As a response to the growing protests, the Ethiopian government declared a six-month state of emergency last October. One of the factors that the government attributed to causing the protests is unemployment.

President Mulatu Teshome hopes that jobs will be the antidote to future protestsImage: Elias Asmare/AFP/Getty Images

In his address to parliament last October, President Mulatu Teshome said that his administration pledged to create more jobs for the youth. He argued that the youth in both rural and urban towns have no stable means of income and rely on daily labor. As a result, Mulatu said, these young people are living in an atmosphere of "extreme anxiety."

"If the government does not focus more on the youth," Mulatu warned, "it should realize that our country could again face the kind of political crisis that was experienced recently."

A new jobs bill

Two weeks ago, the House of People's Representatives passed a new bill dubbed the "Youth Revolving Fund," which promises jobs for unemployed people aged 18-34 years. In the preface of this 11-page bill, it is stipulated that the economic achievements of the country had itself created new demands from the youth which the government could not fulfill.

Therefore, the government has allocated about $500 million (474 million euros) to create jobs for the 2.9 million unemployed. The bill also gives the state-owned Commercial Bank of Ethiopia a mandate to administer the fund.
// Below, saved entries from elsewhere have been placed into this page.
// Copyright (c) 2025 Jonathan Fontanez
// SPDX-License-Identifier: BUSL-1.1

//! Draws the external camera image into a plain RGBA `GL_TEXTURE_2D`.
//!
//! The engine cannot sample `samplerExternalOES` images, so every frame is
//! redrawn through a single full-screen pass into a framebuffer-backed 2D
//! texture whose dimensions are fixed when the compositor is created.
//!
//! All methods, including drop, issue GL calls on the calling thread's current
//! context. Callers make the right context current first.

use std::sync::Arc;

use crate::core::config::{CameraConfig, TextureFilter};
use crate::core::error::{CameraError, Result};
use crate::core::gpu::api::{GlesDevice, TextureTarget};
use crate::core::handles::{ExternalImageHandle, FramebufferId, NativeTextureId, ProgramId};

/// Vertex stage. No vertex buffer: the quad is derived from `gl_VertexID`.
pub const CAMERA_VERT_SHADER: &str = r#"#version 300 es
precision highp float;
out vec2 cameraFrameUV;
void main() {
    cameraFrameUV = vec2(gl_VertexID & 1, (gl_VertexID & 2) >> 1) * 2.0;
    gl_Position = vec4(cameraFrameUV * 2.0 - 1.0, 0.0, 1.0);
}
"#;

/// Fragment stage: one sample of the external image.
pub const CAMERA_FRAG_SHADER: &str = r#"#version 300 es
#extension GL_OES_EGL_image_external_essl3 : require
precision mediump float;
in vec2 cameraFrameUV;
uniform samplerExternalOES cameraTexture;
layout(location = 0) out vec4 oFragColor;
void main() {
    oFragColor = texture(cameraTexture, cameraFrameUV);
}
"#;

pub const CAMERA_TEXTURE_UNIFORM: &str = "cameraTexture";

const CAMERA_TEXTURE_UNIT: u32 = 0;

// One oversized triangle covers the viewport.
const QUAD_VERTEX_COUNT: i32 = 3;

/// Composite texture, its framebuffer, and the external-image program.
pub struct ExternalImageCompositor {
    gl: Arc<dyn GlesDevice>,
    width: u32,
    height: u32,
    texture: Option<NativeTextureId>,
    framebuffer: Option<FramebufferId>,
    program: Option<ProgramId>,
    sampler_location: Option<i32>,
}

impl ExternalImageCompositor {
    /// Allocate the composite texture and framebuffer and build the program.
    ///
    /// Anything allocated before a failing step is released before returning.
    pub fn new(
        gl: Arc<dyn GlesDevice>,
        width: u32,
        height: u32,
        config: &CameraConfig,
    ) -> Result<Self> {
        if width == 0 || height == 0 {
            return Err(CameraError::InvalidDimensions { width, height });
        }

        let mut this = Self {
            gl,
            width,
            height,
            texture: None,
            framebuffer: None,
            program: None,
            sampler_location: None,
        };

        let texture = this.gl.gen_texture()?;
        this.texture = Some(texture);
        this.gl.bind_texture(TextureTarget::Texture2D, Some(texture));
        this.gl.allocate_rgba8(width, height);
        this.gl
            .set_texture_filter(TextureTarget::Texture2D, config.texture_filter);
        if config.generate_mipmaps {
            this.gl.generate_mipmap(TextureTarget::Texture2D);
        }
        this.gl.bind_texture(TextureTarget::Texture2D, None);

        let framebuffer = this.gl.gen_framebuffer()?;
        this.framebuffer = Some(framebuffer);
        this.gl.bind_framebuffer(Some(framebuffer));
        this.gl.attach_color_texture(texture);
        let complete = this.gl.framebuffer_complete();
        this.gl.bind_framebuffer(None);
        if !complete {
            return Err(CameraError::Gpu(format!(
                "Camera framebuffer {} is incomplete ({}x{})",
                framebuffer, width, height
            )));
        }

        let program = this
            .gl
            .create_program(CAMERA_VERT_SHADER, CAMERA_FRAG_SHADER)?;
        this.program = Some(program);
        this.sampler_location = this.gl.uniform_location(program, CAMERA_TEXTURE_UNIFORM);
        if this.sampler_location.is_none() {
            tracing::warn!(
                "Camera: uniform '{}' not found in program {}",
                CAMERA_TEXTURE_UNIFORM,
                program
            );
        }

        tracing::debug!(
            "Camera: composite texture {} / framebuffer {} / program {} ({}x{})",
            texture,
            framebuffer,
            program,
            width,
            height
        );

        Ok(this)
    }

    pub fn width(&self) -> u32 {
        self.width
    }

    pub fn height(&self) -> u32 {
        self.height
    }

    /// The composite texture's GL name.
    pub fn texture(&self) -> NativeTextureId {
        self.texture.unwrap_or(NativeTextureId::from_raw(0))
    }

    pub fn framebuffer(&self) -> Option<FramebufferId> {
        self.framebuffer
    }

    /// Draw `image` into the composite texture.
    pub fn draw(&self, image: ExternalImageHandle) {
        let (Some(framebuffer), Some(program)) = (self.framebuffer, self.program) else {
            return;
        };

        self.gl.bind_framebuffer(Some(framebuffer));
        self.gl.viewport(self.width, self.height);
        self.gl.use_program(Some(program));

        if let Some(location) = self.sampler_location {
            self.gl
                .set_uniform_i32(location, CAMERA_TEXTURE_UNIT as i32);
        }
        self.gl.active_texture(CAMERA_TEXTURE_UNIT);
        let external = (image != ExternalImageHandle::NONE)
            .then(|| NativeTextureId::from_raw(image.as_raw()));
        self.gl.bind_texture(TextureTarget::ExternalOes, external);
        self.gl.unbind_sampler(CAMERA_TEXTURE_UNIT);

        self.gl.draw_triangle_strip(0, QUAD_VERTEX_COUNT);

        self.gl.use_program(None);
        self.gl.bind_framebuffer(None);
    }

    /// Forget the GL objects without deleting them. Used when their context
    /// can no longer be made current; they go away with the share group.
    pub fn abandon(mut self) {
        tracing::warn!(
            "Camera: abandoning composite texture {:?} / framebuffer {:?} / program {:?}",
            self.texture,
            self.framebuffer,
            self.program
        );
        self.texture = None;
        self.framebuffer = None;
        self.program = None;
    }
}

impl Drop for ExternalImageCompositor {
    fn drop(&mut self) {
        if let Some(program) = self.program.take() {
            self.gl.delete_program(program);
        }
        if let Some(framebuffer) = self.framebuffer.take() {
            self.gl.delete_framebuffer(framebuffer);
        }
        if let Some(texture) = self.texture.take() {
            self.gl.delete_texture(texture);
        }
    }
}

impl std::fmt::Debug for ExternalImageCompositor {
    fn fmt(&self, f: &mut std::fmt::Formatter<'_>) -> std::fmt::Result {
        f.debug_struct("ExternalImageCompositor")
            .field("width", &self.width)
            .field("height", &self.height)
            .field("texture", &self.texture)
            .field("framebuffer", &self.framebuffer)
            .field("program", &self.program)
            .finish()
    }
}

/// `GL_TEXTURE_EXTERNAL_OES` texture that the OS image queue latches into.
/// Deleted on drop.
pub struct ExternalTexture {
    gl: Arc<dyn GlesDevice>,
    texture: Option<NativeTextureId>,
}

impl ExternalTexture {
    pub fn new(gl: Arc<dyn GlesDevice>, filter: TextureFilter) -> Result<Self> {
        let texture = gl.gen_texture()?;
        gl.bind_texture(TextureTarget::ExternalOes, Some(texture));
        gl.set_texture_filter(TextureTarget::ExternalOes, filter);
        gl.bind_texture(TextureTarget::ExternalOes, None);

        Ok(Self {
            gl,
            texture: Some(texture),
        })
    }

    pub fn image(&self) -> ExternalImageHandle {
        self.texture
            .map(ExternalImageHandle::from)
            .unwrap_or(ExternalImageHandle::NONE)
    }

    pub fn abandon(mut self) {
        self.texture = None;
    }
}

impl Drop for ExternalTexture {
    fn drop(&mut self) {
        if let Some(texture) = self.texture.take() {
            self.gl.delete_texture(texture);
        }
    }
}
According to local reports, the fund will be disbursed to the youth through the bank's 3,900 branches and 1,700 micro-finance centers. To receive the fund, young people should be organized according to their interests and submit a project proposal to the bank. Although the new bill asserts that the bank then gives the money to the youth following a "revolving-fund system," there is no clear explanation as to when and how they will be paying back the money they borrow.

Communications Minister Negeri Lencho, however, claimed that the new fund is not meant as a mere distribution of money to the youth.

"The students study either by selling their coffee plantations or their cattle to transform their lives," the minister told DW. However, he said, "the government has no capacity to employ all these youth and it is hard to claim that the economy has accommodated them."

Desperate measures?

According to recent data from the Ministry of Education, Ethiopia's 37 universities enroll over seven and a half thousand students for undergraduate and postgraduate courses each year. However, there is no clear data of how many find work upon graduation.

Violent protests, like this one in Sabata, are often perpetrated by disaffected youthsImage: DW/M. Yonas Bula

Mulatu Gemechu, deputy chairman of the Oromo Federalist Congress, compared the government's job creation plan to a man who sinks into water while holding onto foam. He also criticized the government's politicized education policy as contributing factor to the weakness of the economy.

"Those students who are affiliated to the ruling party get a grading such as A or B or C and then can get a job easily," Gemechu told DW. But, he said, "if students get a D, for not being associated with the party's activities, then they do not get a job."

As a result of this lack of academic freedom and employment, Gemechu claimed, there are graduates working on cobblestones as a daily laborer. Thus, he sees the job creation fund rather as a political investment aimed at diverting the genuine uncertainty of the youth.

In a recent opinion piece, the economist Getachew Teklemariam argued that "the story line from the side of the government is that it [youth employment plan] was never a reflexive response to the unrest. What is true, nonetheless, is that the unrest has, at least, pushed the agenda to the fore."

One resident of Ambo who preferred not to give his name, agreed that unemployment is an issue in Ethiopia but that it is not right "if the government claims the unrest is due to youth unemployment."

He then spoke about how his friend was killed by the security forces and urged the government to respond to legitimate youth issues like "peace and the respect for human rights."